Records to process:
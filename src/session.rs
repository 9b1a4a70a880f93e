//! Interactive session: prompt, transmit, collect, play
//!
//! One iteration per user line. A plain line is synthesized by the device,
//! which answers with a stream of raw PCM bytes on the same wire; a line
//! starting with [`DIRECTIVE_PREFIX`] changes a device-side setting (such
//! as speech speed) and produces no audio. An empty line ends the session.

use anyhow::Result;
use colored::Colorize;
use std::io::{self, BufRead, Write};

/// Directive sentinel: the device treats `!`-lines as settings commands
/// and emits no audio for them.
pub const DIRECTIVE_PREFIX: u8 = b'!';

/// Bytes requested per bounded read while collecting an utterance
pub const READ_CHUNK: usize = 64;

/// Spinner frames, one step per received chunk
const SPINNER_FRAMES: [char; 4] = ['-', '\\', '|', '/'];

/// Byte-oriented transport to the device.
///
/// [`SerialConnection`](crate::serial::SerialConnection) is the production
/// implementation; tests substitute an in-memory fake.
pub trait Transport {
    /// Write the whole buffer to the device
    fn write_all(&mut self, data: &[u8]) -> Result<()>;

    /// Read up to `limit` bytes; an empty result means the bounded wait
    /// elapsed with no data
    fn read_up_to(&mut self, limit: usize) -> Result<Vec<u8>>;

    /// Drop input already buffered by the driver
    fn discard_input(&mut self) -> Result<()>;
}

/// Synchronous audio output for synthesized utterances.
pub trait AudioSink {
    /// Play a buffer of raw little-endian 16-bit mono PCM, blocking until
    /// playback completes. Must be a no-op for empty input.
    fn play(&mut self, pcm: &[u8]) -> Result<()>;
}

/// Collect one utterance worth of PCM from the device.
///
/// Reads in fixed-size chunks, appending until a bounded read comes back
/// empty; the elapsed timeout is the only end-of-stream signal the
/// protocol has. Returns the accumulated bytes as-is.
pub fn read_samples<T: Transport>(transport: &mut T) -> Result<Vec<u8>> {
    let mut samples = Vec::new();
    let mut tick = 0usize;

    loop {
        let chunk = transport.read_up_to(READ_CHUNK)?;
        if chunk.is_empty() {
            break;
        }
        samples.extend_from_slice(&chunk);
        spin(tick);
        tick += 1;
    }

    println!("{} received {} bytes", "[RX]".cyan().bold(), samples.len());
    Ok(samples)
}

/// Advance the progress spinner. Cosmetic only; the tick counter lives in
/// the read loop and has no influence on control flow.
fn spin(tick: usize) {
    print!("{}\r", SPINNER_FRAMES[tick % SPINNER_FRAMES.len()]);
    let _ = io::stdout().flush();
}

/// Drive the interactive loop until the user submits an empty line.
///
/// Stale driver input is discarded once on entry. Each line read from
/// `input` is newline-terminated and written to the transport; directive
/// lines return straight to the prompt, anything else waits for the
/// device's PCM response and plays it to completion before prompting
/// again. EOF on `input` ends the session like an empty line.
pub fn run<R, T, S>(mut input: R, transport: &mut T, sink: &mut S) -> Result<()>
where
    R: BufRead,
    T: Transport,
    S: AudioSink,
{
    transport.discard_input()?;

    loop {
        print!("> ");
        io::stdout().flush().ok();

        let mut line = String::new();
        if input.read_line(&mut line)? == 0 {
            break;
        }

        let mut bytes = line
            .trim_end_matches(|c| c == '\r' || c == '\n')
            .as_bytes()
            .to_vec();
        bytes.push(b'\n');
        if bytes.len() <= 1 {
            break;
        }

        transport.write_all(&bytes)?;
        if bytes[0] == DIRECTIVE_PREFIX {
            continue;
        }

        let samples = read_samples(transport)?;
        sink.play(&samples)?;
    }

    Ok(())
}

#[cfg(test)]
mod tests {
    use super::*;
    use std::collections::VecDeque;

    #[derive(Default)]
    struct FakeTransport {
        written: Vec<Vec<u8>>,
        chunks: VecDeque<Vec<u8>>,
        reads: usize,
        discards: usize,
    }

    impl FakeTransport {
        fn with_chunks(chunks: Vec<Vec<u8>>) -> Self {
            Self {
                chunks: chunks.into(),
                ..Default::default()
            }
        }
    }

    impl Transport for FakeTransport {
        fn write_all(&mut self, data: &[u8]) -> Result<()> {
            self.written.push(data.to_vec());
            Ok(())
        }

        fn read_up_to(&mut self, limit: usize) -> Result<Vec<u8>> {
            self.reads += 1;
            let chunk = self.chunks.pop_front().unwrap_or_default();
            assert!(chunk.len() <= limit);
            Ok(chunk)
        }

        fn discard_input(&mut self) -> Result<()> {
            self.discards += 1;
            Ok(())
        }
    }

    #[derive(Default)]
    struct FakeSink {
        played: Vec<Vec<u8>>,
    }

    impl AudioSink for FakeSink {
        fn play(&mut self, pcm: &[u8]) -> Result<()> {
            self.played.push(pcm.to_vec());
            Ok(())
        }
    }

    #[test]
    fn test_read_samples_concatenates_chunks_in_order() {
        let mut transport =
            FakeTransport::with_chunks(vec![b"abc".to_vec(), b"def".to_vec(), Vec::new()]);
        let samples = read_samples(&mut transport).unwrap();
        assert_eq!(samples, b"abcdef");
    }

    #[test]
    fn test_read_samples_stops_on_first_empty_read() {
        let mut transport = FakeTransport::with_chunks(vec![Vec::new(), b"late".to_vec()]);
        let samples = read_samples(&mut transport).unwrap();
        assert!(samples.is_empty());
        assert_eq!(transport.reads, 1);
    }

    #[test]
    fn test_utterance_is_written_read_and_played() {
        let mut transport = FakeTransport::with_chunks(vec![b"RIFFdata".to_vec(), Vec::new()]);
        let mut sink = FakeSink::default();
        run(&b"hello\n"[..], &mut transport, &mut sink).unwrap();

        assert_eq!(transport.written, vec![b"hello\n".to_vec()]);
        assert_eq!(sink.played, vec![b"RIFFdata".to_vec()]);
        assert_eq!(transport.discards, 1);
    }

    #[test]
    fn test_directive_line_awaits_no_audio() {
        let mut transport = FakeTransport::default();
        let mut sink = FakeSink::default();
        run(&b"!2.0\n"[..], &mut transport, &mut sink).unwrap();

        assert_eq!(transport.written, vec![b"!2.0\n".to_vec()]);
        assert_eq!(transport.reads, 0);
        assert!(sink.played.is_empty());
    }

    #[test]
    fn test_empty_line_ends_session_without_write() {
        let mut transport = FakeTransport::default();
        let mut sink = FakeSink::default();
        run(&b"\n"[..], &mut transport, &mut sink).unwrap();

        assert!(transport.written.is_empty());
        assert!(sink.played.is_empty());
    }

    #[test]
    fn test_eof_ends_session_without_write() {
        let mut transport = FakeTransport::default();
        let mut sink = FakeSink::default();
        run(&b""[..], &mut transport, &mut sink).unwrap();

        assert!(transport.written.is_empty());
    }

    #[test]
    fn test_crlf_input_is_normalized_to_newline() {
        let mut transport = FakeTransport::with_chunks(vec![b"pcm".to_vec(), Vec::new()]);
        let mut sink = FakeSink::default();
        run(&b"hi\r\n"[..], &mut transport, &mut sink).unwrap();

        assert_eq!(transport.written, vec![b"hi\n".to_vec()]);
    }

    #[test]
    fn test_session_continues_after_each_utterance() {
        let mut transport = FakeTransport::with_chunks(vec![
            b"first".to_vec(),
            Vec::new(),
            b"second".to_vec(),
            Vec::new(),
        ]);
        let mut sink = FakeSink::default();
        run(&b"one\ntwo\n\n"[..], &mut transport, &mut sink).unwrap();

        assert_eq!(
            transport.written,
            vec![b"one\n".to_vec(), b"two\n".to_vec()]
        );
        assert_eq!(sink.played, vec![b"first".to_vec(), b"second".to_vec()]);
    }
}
...
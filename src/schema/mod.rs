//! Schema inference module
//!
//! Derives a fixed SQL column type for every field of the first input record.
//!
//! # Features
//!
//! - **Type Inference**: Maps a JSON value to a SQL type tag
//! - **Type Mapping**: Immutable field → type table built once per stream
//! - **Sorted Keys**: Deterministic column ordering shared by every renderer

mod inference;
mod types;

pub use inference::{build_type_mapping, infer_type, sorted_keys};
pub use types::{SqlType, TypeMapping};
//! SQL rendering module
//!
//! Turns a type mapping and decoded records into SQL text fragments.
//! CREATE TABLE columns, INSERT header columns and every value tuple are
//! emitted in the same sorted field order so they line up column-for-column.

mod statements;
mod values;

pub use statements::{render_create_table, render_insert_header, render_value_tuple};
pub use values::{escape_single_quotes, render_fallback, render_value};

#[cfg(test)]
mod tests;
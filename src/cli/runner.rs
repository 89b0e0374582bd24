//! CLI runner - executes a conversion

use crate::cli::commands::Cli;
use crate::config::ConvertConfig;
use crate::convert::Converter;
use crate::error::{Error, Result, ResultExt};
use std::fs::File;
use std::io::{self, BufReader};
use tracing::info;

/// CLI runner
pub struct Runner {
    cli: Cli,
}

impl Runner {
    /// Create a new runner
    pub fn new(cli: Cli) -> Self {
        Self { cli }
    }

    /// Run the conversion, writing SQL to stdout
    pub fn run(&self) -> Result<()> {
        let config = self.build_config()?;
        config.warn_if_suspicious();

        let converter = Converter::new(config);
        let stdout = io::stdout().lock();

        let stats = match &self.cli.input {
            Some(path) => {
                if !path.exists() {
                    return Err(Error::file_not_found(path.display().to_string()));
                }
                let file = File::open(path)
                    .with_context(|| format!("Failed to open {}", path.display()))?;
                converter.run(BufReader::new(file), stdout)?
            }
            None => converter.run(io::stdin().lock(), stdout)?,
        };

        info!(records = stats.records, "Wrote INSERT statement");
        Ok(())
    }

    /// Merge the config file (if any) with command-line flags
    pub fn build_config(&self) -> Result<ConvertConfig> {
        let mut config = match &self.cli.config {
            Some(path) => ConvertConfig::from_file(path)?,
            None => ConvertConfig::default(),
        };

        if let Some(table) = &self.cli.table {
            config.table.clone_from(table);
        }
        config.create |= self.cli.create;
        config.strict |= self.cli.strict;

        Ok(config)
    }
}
...
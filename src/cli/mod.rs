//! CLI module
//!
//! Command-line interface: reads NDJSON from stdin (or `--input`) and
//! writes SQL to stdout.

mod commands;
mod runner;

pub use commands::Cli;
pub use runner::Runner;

What the task requires: The listing above holds a line with "filename src/schema/mod.rs" and a line with "filename src/cli/runner.rs". Print the stretch from the first through the second, exactly and alone.

Answer for this exercise:
filename src/schema/mod.rs
//! Schema inference module
//!
//! Derives a fixed SQL column type for every field of the first input record.
//!
//! # Features
//!
//! - **Type Inference**: Maps a JSON value to a SQL type tag
//! - **Type Mapping**: Immutable field → type table built once per stream
//! - **Sorted Keys**: Deterministic column ordering shared by every renderer

mod inference;
mod types;

pub use inference::{build_type_mapping, infer_type, sorted_keys};
pub use types::{SqlType, TypeMapping};
//! SQL rendering module
//!
//! Turns a type mapping and decoded records into SQL text fragments.
//! CREATE TABLE columns, INSERT header columns and every value tuple are
//! emitted in the same sorted field order so they line up column-for-column.

mod statements;
mod values;

pub use statements::{render_create_table, render_insert_header, render_value_tuple};
pub use values::{escape_single_quotes, render_fallback, render_value};

#[cfg(test)]
mod tests;
filename src/cli/runner.rs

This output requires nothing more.